The Food and Cooking of Malaysia & Singapore
Discover An Exotic Cuisine That Blends Malay, Indian and Chinese Traditions, With 80 Recipes and Over 300 PhotographsBook - 2006
A wonderfully tantalizing blend of rich aromas and tastes, Malaysian cooking fuses the distinctive flavours of South-east Asian food with Chinese and Indian influences. The result is a heady mixture of herbs and spices, sometimes cool, some fiery, but always in perfect harmony. The cuisine of Singapore promises sophistication as well as sumptuous flavours and features Nonya cooking, which is famously hot and spicy. In this beautiful new book, Ghillie Basan explores the fascinating history, the rich culture and the social traditions of the Malaysian and Singaporean people, and the development of their cuisine. Over 80 classic recipes offer an authentic taste of South-east Asia for the Western kitchen. From spicy soups such as Laksa Lemak, mouthwatering appetizers such as Sotong Sambal and Beef Satay, and meat dishes such as pungent Chicken Randang, to rice and noodle dishes and delicious refreshing desserts such as Coconut Ice Cream, the carefully researched and tested recipes promise delicious dishes that will be enjoyed again and again.

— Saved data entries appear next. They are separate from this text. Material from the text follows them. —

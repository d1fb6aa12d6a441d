//! Delivery channel names and the per-kind channel set.
//!
//! The string constants are what the WebSocket frames and the email ledger
//! report, so they must stay stable.

use serde::Serialize;

/// Persisted alert pushed to the recipient's live feed.
pub const CHANNEL_IN_APP: &str = "in_app";

/// Desktop/browser-level alert raised by the client alongside a feed push.
pub const CHANNEL_LOCAL: &str = "local";

/// Transactional email sent through the outbound mail provider.
pub const CHANNEL_EMAIL: &str = "email";

/// A single delivery channel.
#[derive(Debug, Clone, Copy, PartialEq, Eq, Hash, Serialize)]
#[serde(rename_all = "snake_case")]
pub enum Channel {
    InApp,
    Local,
    Email,
}

impl Channel {
    pub fn as_str(self) -> &'static str {
        match self {
            Channel::InApp => CHANNEL_IN_APP,
            Channel::Local => CHANNEL_LOCAL,
            Channel::Email => CHANNEL_EMAIL,
        }
    }
}

/// The set of channels an event kind is delivered on.
#[derive(Debug, Clone, Copy, PartialEq, Eq, Default)]
pub struct ChannelSet {
    in_app: bool,
    local: bool,
    email: bool,
}

impl ChannelSet {
    /// In-app feed plus local alert; every kind gets at least these.
    pub const fn realtime() -> Self {
        Self {
            in_app: true,
            local: true,
            email: false,
        }
    }

    pub const fn with_email(mut self) -> Self {
        self.email = true;
        self
    }

    pub fn contains(&self, channel: Channel) -> bool {
        match channel {
            Channel::InApp => self.in_app,
            Channel::Local => self.local,
            Channel::Email => self.email,
        }
    }

    /// Channels in a stable order, for logging and serialization.
    pub fn to_vec(&self) -> Vec<Channel> {
        [Channel::InApp, Channel::Local, Channel::Email]
            .into_iter()
            .filter(|c| self.contains(*c))
            .collect()
    }
}

impl Serialize for ChannelSet {
    fn serialize<S: serde::Serializer>(&self, serializer: S) -> Result<S::Ok, S::Error> {
        self.to_vec().serialize(serializer)
    }
}

#[cfg(test)]
mod tests {
    use super::*;

    #[test]
    fn realtime_set_excludes_email() {
        let set = ChannelSet::realtime();
        assert!(set.contains(Channel::InApp));
        assert!(set.contains(Channel::Local));
        assert!(!set.contains(Channel::Email));
    }

    #[test]
    fn serializes_as_channel_names() {
        let set = ChannelSet::realtime().with_email();
        let json = serde_json::to_value(set).unwrap();
        assert_eq!(json, serde_json::json!(["in_app", "local", "email"]));
    }
}
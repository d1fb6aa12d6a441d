//! Fleetwatch alert dispatch.
//!
//! This crate holds everything between a domain event and the recipient:
//!
//! - [`Notifier`] -- the only write path for alerts (render, dedup, persist,
//!   fan out, email).
//! - [`AlertHub`] -- per-recipient live streams in insertion order.
//! - [`AlertFeed`] -- the recipient-facing read/mutate API.
//! - [`EmailSideChannel`] -- best-effort transactional email.
//! - [`ExpiryScanner`] and [`RetentionSweep`] -- periodic jobs.
//! - [`DomainNotifications`] -- helpers the CRUD screens call after an action.
//! - [`store`] -- the persistence seams, with [`PgBackend`] and
//!   [`MemoryBackend`] implementations.

pub mod actions;
pub mod delivery;
pub mod error;
pub mod feed;
pub mod hub;
pub mod local_alert;
pub mod memory;
pub mod notifier;
pub mod pg;
pub mod retention;
pub mod scanner;
pub mod store;

pub use actions::{DomainEvent, DomainNotifications, DispatchSummary};
pub use delivery::email::{EmailConfig, EmailSideChannel};
pub use error::{NotifyError, StoreError};
pub use feed::AlertFeed;
pub use hub::{AlertHub, FeedEvent, Subscription};
pub use local_alert::{LocalAlert, LocalAlertGate, Toast, ToastBus};
pub use memory::MemoryBackend;
pub use notifier::{Notifier, NotifierConfig, NotifyOutcome};
pub use pg::PgBackend;
pub use retention::{RetentionConfig, RetentionSweep};
pub use scanner::{ExpiryScanner, ScanPhase, ScanReport, ScannerConfig};
//! Repository for the `alerts` table.

use fleetwatch_core::types::{DbId, Timestamp};
use sqlx::PgPool;

use crate::models::alert::{Alert, AlertFilter, NewAlert};

/// Column list for `alerts` queries.
const COLUMNS: &str = "id, recipient_id, kind, category, priority, title, message, metadata, \
     action_url, read, read_at, created_at, dedup_key";

/// Provides the write path, feed queries and retention deletes for alerts.
pub struct AlertRepo;

impl AlertRepo {
    /// Insert an alert unless one with the same `(recipient_id, dedup_key)`
    /// already exists.
    ///
    /// Returns `None` when the unique constraint absorbed the insert. The
    /// check and the write are one statement, so concurrent callers cannot
    /// both succeed.
    pub async fn insert_deduped(pool: &PgPool, input: &NewAlert) -> Result<Option<Alert>, sqlx::Error> {
        let query = format!(
            "INSERT INTO alerts \
                (recipient_id, kind, category, priority, title, message, metadata, action_url, dedup_key) \
             VALUES ($1, $2, $3, $4, $5, $6, $7, $8, $9) \
             ON CONFLICT ON CONSTRAINT uq_alerts_recipient_dedup_key DO NOTHING \
             RETURNING {COLUMNS}"
        );
        sqlx::query_as::<_, Alert>(&query)
            .bind(input.recipient_id)
            .bind(&input.kind)
            .bind(&input.category)
            .bind(&input.priority)
            .bind(&input.title)
            .bind(&input.message)
            .bind(&input.metadata)
            .bind(&input.action_url)
            .bind(&input.dedup_key)
            .fetch_optional(pool)
            .await
    }

    /// List a recipient's alerts, newest first.
    pub async fn list_for_recipient(
        pool: &PgPool,
        recipient_id: DbId,
        filter: &AlertFilter,
    ) -> Result<Vec<Alert>, sqlx::Error> {
        let unread = if filter.unread_only {
            "AND read = false"
        } else {
            ""
        };
        let query = format!(
            "SELECT {COLUMNS} FROM alerts \
             WHERE recipient_id = $1 {unread} AND ($2::text IS NULL OR kind = $2) \
             ORDER BY created_at DESC, id DESC \
             LIMIT $3 OFFSET $4"
        );
        sqlx::query_as::<_, Alert>(&query)
            .bind(recipient_id)
            .bind(&filter.kind)
            .bind(filter.limit)
            .bind(filter.offset)
            .fetch_all(pool)
            .await
    }

    /// Get the number of unread alerts for a recipient.
    pub async fn unread_count(pool: &PgPool, recipient_id: DbId) -> Result<i64, sqlx::Error> {
        let count: Option<i64> = sqlx::query_scalar(
            "SELECT COUNT(*) FROM alerts WHERE recipient_id = $1 AND read = false",
        )
        .bind(recipient_id)
        .fetch_one(pool)
        .await?;
        Ok(count.unwrap_or(0))
    }

    /// Owner of an alert, or `None` if the id does not exist.
    pub async fn owner_of(pool: &PgPool, alert_id: DbId) -> Result<Option<DbId>, sqlx::Error> {
        sqlx::query_scalar("SELECT recipient_id FROM alerts WHERE id = $1")
            .bind(alert_id)
            .fetch_optional(pool)
            .await
    }

    /// Mark a single alert as read.
    ///
    /// Returns `true` if the alert exists for the given recipient. Calling it
    /// on an already-read alert succeeds and keeps the original `read_at`.
    pub async fn mark_read(
        pool: &PgPool,
        alert_id: DbId,
        recipient_id: DbId,
    ) -> Result<bool, sqlx::Error> {
        let result = sqlx::query(
            "UPDATE alerts \
             SET read = true, read_at = COALESCE(read_at, NOW()) \
             WHERE id = $1 AND recipient_id = $2",
        )
        .bind(alert_id)
        .bind(recipient_id)
        .execute(pool)
        .await?;
        Ok(result.rows_affected() > 0)
    }

    /// Mark all unread alerts as read for a recipient.
    ///
    /// Returns the number of alerts that were marked read.
    pub async fn mark_all_read(pool: &PgPool, recipient_id: DbId) -> Result<u64, sqlx::Error> {
        let result = sqlx::query(
            "UPDATE alerts \
             SET read = true, read_at = NOW() \
             WHERE recipient_id = $1 AND read = false",
        )
        .bind(recipient_id)
        .execute(pool)
        .await?;
        Ok(result.rows_affected())
    }

    /// Delete one alert owned by the recipient.
    pub async fn delete(pool: &PgPool, alert_id: DbId, recipient_id: DbId) -> Result<bool, sqlx::Error> {
        let result = sqlx::query("DELETE FROM alerts WHERE id = $1 AND recipient_id = $2")
            .bind(alert_id)
            .bind(recipient_id)
            .execute(pool)
            .await?;
        Ok(result.rows_affected() > 0)
    }

    /// Delete every alert of a recipient.
    pub async fn clear_all(pool: &PgPool, recipient_id: DbId) -> Result<u64, sqlx::Error> {
        let result = sqlx::query("DELETE FROM alerts WHERE recipient_id = $1")
            .bind(recipient_id)
            .execute(pool)
            .await?;
        Ok(result.rows_affected())
    }

    /// Delete read alerts created before `cutoff`. Unread alerts are kept.
    pub async fn delete_read_older_than(pool: &PgPool, cutoff: Timestamp) -> Result<u64, sqlx::Error> {
        let result = sqlx::query("DELETE FROM alerts WHERE read = true AND created_at < $1")
            .bind(cutoff)
            .execute(pool)
            .await?;
        Ok(result.rows_affected())
    }

    /// Keep only the newest `keep` alerts per recipient.
    pub async fn trim_per_recipient(pool: &PgPool, keep: i64) -> Result<u64, sqlx::Error> {
        let result = sqlx::query(
            "DELETE FROM alerts WHERE id IN ( \
                SELECT id FROM ( \
                    SELECT id, ROW_NUMBER() OVER ( \
                        PARTITION BY recipient_id ORDER BY created_at DESC, id DESC \
                    ) AS rn \
                    FROM alerts \
                ) ranked \
                WHERE rn > $1 \
             )",
        )
        .bind(keep)
        .execute(pool)
        .await?;
        Ok(result.rows_affected())
    }
}
//! Repository layer.
//!
//! Each repository is a zero-sized struct providing async methods that
//! accept `&PgPool` as the first argument.

pub mod alert_repo;
pub mod email_log_repo;
pub mod user_repo;
pub mod vehicle_repo;

pub use alert_repo::AlertRepo;
pub use email_log_repo::EmailLogRepo;
pub use user_repo::UserRepo;
pub use vehicle_repo::VehicleRepo;
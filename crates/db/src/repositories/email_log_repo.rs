//! Repository for the `email_logs` ledger.

use fleetwatch_core::types::DbId;
use sqlx::PgPool;

use crate::models::email_log::NewEmailLog;

pub struct EmailLogRepo;

impl EmailLogRepo {
    /// Record one send attempt, returning the generated ID.
    pub async fn insert(pool: &PgPool, input: &NewEmailLog) -> Result<DbId, sqlx::Error> {
        sqlx::query_scalar(
            "INSERT INTO email_logs (to_email, template, subject, status, provider_id, error, metadata) \
             VALUES ($1, $2, $3, $4, $5, $6, $7) \
             RETURNING id",
        )
        .bind(&input.to_email)
        .bind(&input.template)
        .bind(&input.subject)
        .bind(&input.status)
        .bind(&input.provider_id)
        .bind(&input.error)
        .bind(&input.metadata)
        .fetch_one(pool)
        .await
    }
}
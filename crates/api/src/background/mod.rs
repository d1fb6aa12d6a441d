//! Background jobs.
//!
//! Each job is spawned onto the runtime and stops when its
//! [`CancellationToken`] is cancelled. [`BackgroundJobs::shutdown`] cancels
//! them all and waits up to a deadline.

use std::sync::Arc;
use std::time::Duration;

use fleetwatch_events::{ExpiryScanner, RetentionSweep};
use tokio::task::JoinHandle;
use tokio_util::sync::CancellationToken;

pub struct BackgroundJobs {
    cancel: CancellationToken,
    handles: Vec<(&'static str, JoinHandle<()>)>,
}

impl BackgroundJobs {
    /// Start the periodic expiry scan and the retention sweep.
    pub fn start(scanner: Arc<ExpiryScanner>, retention: Arc<RetentionSweep>) -> Self {
        let cancel = CancellationToken::new();

        let scan_cancel = cancel.clone();
        let scan = tokio::spawn(async move { scanner.run(scan_cancel).await });

        let sweep_cancel = cancel.clone();
        let sweep = tokio::spawn(async move { retention.run(sweep_cancel).await });

        tracing::info!("Background jobs started (expiry scan, retention sweep)");

        Self {
            cancel,
            handles: vec![("expiry_scan", scan), ("retention_sweep", sweep)],
        }
    }

    pub async fn shutdown(self, timeout: Duration) {
        self.cancel.cancel();
        for (name, handle) in self.handles {
            if tokio::time::timeout(timeout, handle).await.is_err() {
                tracing::warn!(job = name, "Background job did not stop in time");
            } else {
                tracing::info!(job = name, "Background job stopped");
            }
        }
    }
}
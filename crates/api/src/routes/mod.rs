pub mod admin;
pub mod health;
pub mod notification;

use axum::routing::{get, post};
use axum::Router;

use crate::handlers;
use crate::state::AppState;
use crate::ws;

/// Build the `/api/v1` route tree.
///
/// ```text
/// /ws                                 live alert feed (WebSocket, ?token=)
///
/// /notifications                      list, clear all
/// /notifications/unread-count         unread count
/// /notifications/read-all             mark all read (POST)
/// /notifications/{id}                 delete
/// /notifications/{id}/read            mark read (POST)
///
/// /dispatch                           raise one alert by kind (admin)
/// /events                             report a domain action
///
/// /admin/expiry-scan                  run the expiry scanner (manager/admin)
/// ```
pub fn api_routes() -> Router<AppState> {
    Router::new()
        .route("/ws", get(ws::ws_handler))
        .nest("/notifications", notification::router())
        .route("/dispatch", post(handlers::dispatch::dispatch))
        .route("/events", post(handlers::dispatch::domain_event))
        .nest("/admin", admin::router())
}
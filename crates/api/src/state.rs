use std::sync::Arc;

use fleetwatch_db::DbPool;
use fleetwatch_events::store::{AlertStore, Directory, FleetRecords};
use fleetwatch_events::{
    AlertFeed, AlertHub, DomainNotifications, EmailSideChannel, ExpiryScanner, Notifier,
    NotifierConfig, ScannerConfig, ToastBus,
};

use crate::config::ServerConfig;
use crate::ws::WsManager;

/// Shared application state available to all Axum handlers via `State<AppState>`.
///
/// Cheap to clone: everything is behind `Arc`.
#[derive(Clone)]
pub struct AppState {
    pub config: Arc<ServerConfig>,
    /// Present when running against PostgreSQL; used by the health check.
    pub pool: Option<DbPool>,
    pub hub: Arc<AlertHub>,
    pub feed: Arc<AlertFeed>,
    pub notifier: Arc<Notifier>,
    pub scanner: Arc<ExpiryScanner>,
    pub domain: Arc<DomainNotifications>,
    pub toasts: Arc<ToastBus>,
    pub ws_manager: Arc<WsManager>,
}

/// Inputs for [`AppState::assemble`].
pub struct Services<B> {
    pub backend: Arc<B>,
    pub pool: Option<DbPool>,
    pub hub: Arc<AlertHub>,
    pub notifier: NotifierConfig,
    pub scanner: ScannerConfig,
    pub email: Option<Arc<EmailSideChannel>>,
}

impl AppState {
    /// Wire the dispatch pipeline over a single store backend.
    pub fn assemble<B>(config: ServerConfig, services: Services<B>) -> Self
    where
        B: AlertStore + FleetRecords + Directory + 'static,
    {
        let Services {
            backend,
            pool,
            hub,
            notifier,
            scanner,
            email,
        } = services;

        let mut notifier = Notifier::new(backend.clone(), Arc::clone(&hub), notifier);
        if let Some(email) = email {
            notifier = notifier.with_email(email);
        }
        let notifier = Arc::new(notifier);
        let toasts = Arc::new(ToastBus::default());

        Self {
            config: Arc::new(config),
            pool,
            feed: Arc::new(AlertFeed::new(backend.clone(), Arc::clone(&hub))),
            scanner: Arc::new(ExpiryScanner::new(
                backend.clone(),
                Arc::clone(&notifier),
                scanner,
            )),
            domain: Arc::new(DomainNotifications::new(
                Arc::clone(&notifier),
                backend,
                Arc::clone(&toasts),
            )),
            notifier,
            hub,
            toasts,
            ws_manager: Arc::new(WsManager::new()),
        }
    }
}
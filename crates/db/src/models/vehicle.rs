//! Read-only view of the `vehicles` table.

use chrono::NaiveDate;
use fleetwatch_core::expiry::ExpiryType;
use fleetwatch_core::types::DbId;
use serde::Serialize;
use sqlx::FromRow;

/// The columns of a vehicle the expiry scanner needs.
#[derive(Debug, Clone, PartialEq, FromRow, Serialize)]
pub struct Vehicle {
    pub id: DbId,
    pub license_plate: String,
    pub brand: Option<String>,
    pub model: Option<String>,
    pub insurance_expiry: Option<NaiveDate>,
    pub tax_expiry: Option<NaiveDate>,
    pub inspection_expiry: Option<NaiveDate>,
    pub assigned_to: Option<DbId>,
}

impl Vehicle {
    /// The vehicle's deadlines that are set.
    pub fn expiries(&self) -> Vec<(ExpiryType, NaiveDate)> {
        ExpiryType::ALL
            .into_iter()
            .filter_map(|ty| {
                let date = match ty {
                    ExpiryType::Insurance => self.insurance_expiry,
                    ExpiryType::Tax => self.tax_expiry,
                    ExpiryType::Inspection => self.inspection_expiry,
                };
                date.map(|d| (ty, d))
            })
            .collect()
    }
}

With inspirational images of the region, of the ingredients and every recipe, this evocatively written and stunningly photographed book captures the real flavour of Malaysia and Singapore, and is an irresistible volume for anyone who loves to explore new cuisines and good food.
Publisher: London : Aquamarine ; Lanham, MD : North American distributor, National Book Network, c2006.
Branch Call Number: 641.59595
Characteristics: 160 p. : col. ill., col. map ; 29 cm.